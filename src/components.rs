//! Yew view components for the worker search page.
//!
//! Components own only transient UI state (typed text, focus, current page).
//! Filter changes leave through a single `Callback<FilterEdit>`.

use gloo_timers::callback::Timeout;
use std::rc::Rc;
use worker_search::config::{DEBOUNCE_MS, SUGGESTION_BLUR_MS};
use worker_search::filters::{fields, normalize_numeric, range_for};
use worker_search::presenter::{badges, format_rating, history_label, title_case};
use worker_search::suggestions::suggest;
use worker_search::{
    FilterOptions, FilterSet, QueryKey, ResultList, ResultsView, SearchPhase, SortOption,
    SortStrategy, Worker,
};
use yew::prelude::*;

use crate::hooks::{use_validated_input, FilterOptionsState};
use crate::utils::{checkbox_checked, debounce_callback, input_value, select_value};

/// One user edit in the filter panel.
#[derive(Debug, Clone, PartialEq)]
pub enum FilterEdit {
    Text { field: &'static str, value: String },
    Toggle { field: &'static str, value: String, checked: bool },
    /// Already validated against the field's range.
    Numeric { field: &'static str, value: String },
    Verified(bool),
    Reset,
}

#[derive(Properties, PartialEq)]
pub struct FilterPanelProps {
    pub filters: FilterSet,
    pub options: FilterOptionsState,
    pub on_edit: Callback<FilterEdit>,
}
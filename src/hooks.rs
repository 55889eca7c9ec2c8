use log::{error, info};
use std::rc::Rc;
use worker_search::clock::SystemClock;
use worker_search::config::FILTER_OPTIONS_ERROR;
use worker_search::{
    FilterOptions, FilterSet, HttpSearchBackend, LocalStorage, QueryKey, ResultList,
    SearchConfig, SearchOrchestrator, SearchOutcome, SearchPhase,
};
use yew::prelude::*;

use crate::utils::{resolve_api_base, stored_auth_token};

pub type Orchestrator = SearchOrchestrator<HttpSearchBackend>;

/// State of one page session's searches, re-rendered on every phase change.
#[derive(Clone)]
pub struct SearchSession {
    pub orchestrator: Rc<Orchestrator>,
    pub phase: SearchPhase,
    /// Latest successful list; kept while a newer search is loading.
    pub results: Option<ResultList>,
    /// Generation of the search that produced `results`, `0` before any.
    pub results_generation: u64,
    pub history: Vec<QueryKey>,
    /// Start a search for the given filters.
    pub run: Callback<FilterSet>,
    pub clear_history: Callback<()>,
}

pub fn build_orchestrator(config: &SearchConfig) -> Orchestrator {
    let backend = HttpSearchBackend::new(resolve_api_base(&config.api_base))
        .with_token(stored_auth_token());
    SearchOrchestrator::from_config(
        backend,
        config,
        Rc::new(SystemClock),
        Box::new(LocalStorage),
    )
}

#[hook]
pub fn use_search_session(config: SearchConfig) -> SearchSession {
    let orchestrator = use_memo((), move |_| build_orchestrator(&config));
    let phase = use_state(SearchPhase::default);
    let results = use_state(|| None::<(ResultList, u64)>);
    let history = {
        let orchestrator = orchestrator.clone();
        use_state(move || orchestrator.history())
    };

    // The orchestrator outlives every render; hook its phase changes up once.
    {
        let orchestrator = orchestrator.clone();
        let phase_setter = phase.setter();
        let results_setter = results.setter();
        use_effect_with((), move |_| {
            orchestrator.set_listener(move |next: &SearchPhase| {
                if let (Some(list), Some(generation)) = (next.results(), next.generation()) {
                    results_setter.set(Some((Rc::clone(list), generation)));
                }
                phase_setter.set(next.clone());
            });
            || ()
        });
    }

    let run = {
        let orchestrator = orchestrator.clone();
        let history_setter = history.setter();
        Callback::from(move |filters: FilterSet| {
            let orchestrator = orchestrator.clone();
            let history_setter = history_setter.clone();
            wasm_bindgen_futures::spawn_local(async move {
                // only a fresh fetch adds to the history
                if let SearchOutcome::Fetched(list) = orchestrator.search(&filters).await {
                    info!("Loaded {} workers", list.len());
                    history_setter.set(orchestrator.history());
                }
            });
        })
    };

    let clear_history = {
        let orchestrator = orchestrator.clone();
        let history_setter = history.setter();
        Callback::from(move |_| {
            orchestrator.clear_history();
            history_setter.set(Vec::new());
        })
    };

    SearchSession {
        orchestrator,
        phase: (*phase).clone(),
        results: (*results).as_ref().map(|(list, _)| Rc::clone(list)),
        results_generation: (*results).as_ref().map(|(_, generation)| *generation).unwrap_or(0),
        history: (*history).clone(),
        run,
        clear_history,
    }
}

#[derive(Debug, Clone, PartialEq)]
pub enum FilterOptionsState {
    Loading,
    Ready(Rc<FilterOptions>),
    Failed(String),
}

impl FilterOptionsState {
    pub fn options(&self) -> Option<&Rc<FilterOptions>> {
        match self {
            FilterOptionsState::Ready(options) => Some(options),
            _ => None,
        }
    }
}

/// Fetch the filter panel's choices once on mount.
#[hook]
pub fn use_filter_options(orchestrator: Rc<Orchestrator>) -> FilterOptionsState {
    let state = use_state(|| FilterOptionsState::Loading);
    {
        let setter = state.setter();
        use_effect_with((), move |_| {
            wasm_bindgen_futures::spawn_local(async move {
                match orchestrator.filter_options().await {
                    Ok(options) => setter.set(FilterOptionsState::Ready(Rc::new(options))),
                    Err(e) => {
                        error!("Error fetching filter options: {}", e);
                        setter.set(FilterOptionsState::Failed(FILTER_OPTIONS_ERROR.to_string()));
                    }
                }
            });
            || ()
        });
    }
    (*state).clone()
}

/// Holds the state and callbacks for a validated input field.
#[derive(Clone)]
pub struct ValidatedInput {
    /// The current text content of the input field.
    pub text: String,
    /// An optional error message if validation failed.
    pub error: Option<String>,
    pub on_text_input: Callback<InputEvent>,
    /// Validate the current text; on success the canonical value is
    /// written back and handed to `on_valid`.
    pub on_commit: Callback<()>,
    /// Overwrite the text from outside (reset, history), clearing errors.
    pub set_value: Callback<String>,
}

#[hook]
pub fn use_validated_input(
    initial_value: String,
    parse_and_validate: Rc<dyn Fn(&str) -> Result<String, String>>,
    on_valid: Callback<String>,
) -> ValidatedInput {
    let text_state_handle = use_state(|| initial_value);
    let error_state_handle = use_state(|| None::<String>);

    let on_text_input = {
        let text_setter = text_state_handle.clone();
        Callback::from(move |e: InputEvent| {
            text_setter.set(crate::utils::input_value(&e));
        })
    };

    let on_commit = {
        let current_text_handle = text_state_handle.clone();
        let error_setter = error_state_handle.clone();
        Callback::from(move |_| match parse_and_validate(&current_text_handle) {
            Ok(canonical) => {
                current_text_handle.set(canonical.clone());
                error_setter.set(None);
                on_valid.emit(canonical);
            }
            Err(err_msg) => error_setter.set(Some(err_msg)),
        })
    };

    let set_value = {
        let text_setter = text_state_handle.clone();
        let error_setter = error_state_handle.clone();
        Callback::from(move |new_val: String| {
            text_setter.set(new_val);
            error_setter.set(None);
        })
    };

    ValidatedInput {
        text: (*text_state_handle).clone(),
        error: (*error_state_handle).clone(),
        on_text_input,
        on_commit,
        set_value,
    }
}
//! Typeahead suggestions for the free-text location inputs.

use crate::config::{SUGGESTION_LIMIT, SUGGESTION_MIN_CHARS};

const LOCATIONS: &[&str] = &[
    "Addis Ababa",
    "Dire Dawa",
    "Mekelle",
    "Bahir Dar",
    "Hawassa",
    "Adama",
    "Jimma",
];

const SKILLS: &[&str] = &[
    "Cooking",
    "Cleaning",
    "Childcare",
    "Elderly Care",
    "Gardening",
    "Driving",
    "Laundry",
    "Ironing",
];

const LANGUAGES: &[&str] = &[
    "Amharic", "Oromo", "Tigrinya", "Afar", "Somali", "Gedeo", "English",
];

#[derive(Debug, Clone, Copy, PartialEq, Eq)]
pub enum SuggestionKind {
    Location,
    Skill,
    Language,
}

impl SuggestionKind {
    pub fn css_class(self) -> &'static str {
        match self {
            SuggestionKind::Location => "suggestion-location",
            SuggestionKind::Skill => "suggestion-skill",
            SuggestionKind::Language => "suggestion-language",
        }
    }
}

#[derive(Debug, Clone, PartialEq, Eq)]
pub struct Suggestion {
    pub text: &'static str,
    pub kind: SuggestionKind,
}

/// Catalog entries containing `query` (case-insensitive), locations first.
pub fn suggest(query: &str) -> Vec<Suggestion> {
    let needle = query.trim().to_lowercase();
    if needle.chars().count() < SUGGESTION_MIN_CHARS {
        return Vec::new();
    }

    let needle = needle.as_str();
    let catalogs = [
        (LOCATIONS, SuggestionKind::Location),
        (SKILLS, SuggestionKind::Skill),
        (LANGUAGES, SuggestionKind::Language),
    ];
    catalogs
        .iter()
        .flat_map(|(entries, kind)| {
            entries
                .iter()
                .filter(move |e| e.to_lowercase().contains(needle))
                .map(move |e| Suggestion {
                    text: *e,
                    kind: *kind,
                })
        })
        .take(SUGGESTION_LIMIT)
        .collect()
}

#[cfg(test)]
mod tests {
    use super::*;

    fn texts(suggestions: &[Suggestion]) -> Vec<&str> {
        suggestions.iter().map(|s| s.text).collect()
    }

    #[test]
    fn short_queries_get_nothing() {
        assert!(suggest("").is_empty());
        assert!(suggest(" a ").is_empty());
    }

    #[test]
    fn matches_across_catalogs() {
        let found = suggest("ad");
        assert_eq!(texts(&found), vec!["Addis Ababa", "Adama"]);
        assert!(found.iter().all(|s| s.kind == SuggestionKind::Location));

        let found = suggest("MA");
        assert_eq!(texts(&found), vec!["Adama", "Jimma", "Somali"]);
        assert_eq!(found[2].kind, SuggestionKind::Language);

        let found = suggest("ar");
        assert_eq!(
            texts(&found),
            vec!["Bahir Dar", "Childcare", "Elderly Care", "Gardening", "Amharic"]
        );
        assert_eq!(found[1].kind, SuggestionKind::Skill);
    }

    #[test]
    fn capped_at_five() {
        assert_eq!(suggest("in").len(), 5);
    }
}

About this exercise:
In the listing above, please copy exactly the lines from the first through the one that contains "pub struct SearchSession", and no others.

Solved exercise:
filename src/components.rs
//! Yew view components for the worker search page.
//!
//! Components own only transient UI state (typed text, focus, current page).
//! Filter changes leave through a single `Callback<FilterEdit>`.

use gloo_timers::callback::Timeout;
use std::rc::Rc;
use worker_search::config::{DEBOUNCE_MS, SUGGESTION_BLUR_MS};
use worker_search::filters::{fields, normalize_numeric, range_for};
use worker_search::presenter::{badges, format_rating, history_label, title_case};
use worker_search::suggestions::suggest;
use worker_search::{
    FilterOptions, FilterSet, QueryKey, ResultList, ResultsView, SearchPhase, SortOption,
    SortStrategy, Worker,
};
use yew::prelude::*;

use crate::hooks::{use_validated_input, FilterOptionsState};
use crate::utils::{checkbox_checked, debounce_callback, input_value, select_value};

/// One user edit in the filter panel.
#[derive(Debug, Clone, PartialEq)]
pub enum FilterEdit {
    Text { field: &'static str, value: String },
    Toggle { field: &'static str, value: String, checked: bool },
    /// Already validated against the field's range.
    Numeric { field: &'static str, value: String },
    Verified(bool),
    Reset,
}

#[derive(Properties, PartialEq)]
pub struct FilterPanelProps {
    pub filters: FilterSet,
    pub options: FilterOptionsState,
    pub on_edit: Callback<FilterEdit>,
}
filename src/hooks.rs
repository 55889eca7c9ec2c8
use log::{error, info};
use std::rc::Rc;
use worker_search::clock::SystemClock;
use worker_search::config::FILTER_OPTIONS_ERROR;
use worker_search::{
    FilterOptions, FilterSet, HttpSearchBackend, LocalStorage, QueryKey, ResultList,
    SearchConfig, SearchOrchestrator, SearchOutcome, SearchPhase,
};
use yew::prelude::*;

use crate::utils::{resolve_api_base, stored_auth_token};

pub type Orchestrator = SearchOrchestrator<HttpSearchBackend>;

/// State of one page session's searches, re-rendered on every phase change.
#[derive(Clone)]
pub struct SearchSession {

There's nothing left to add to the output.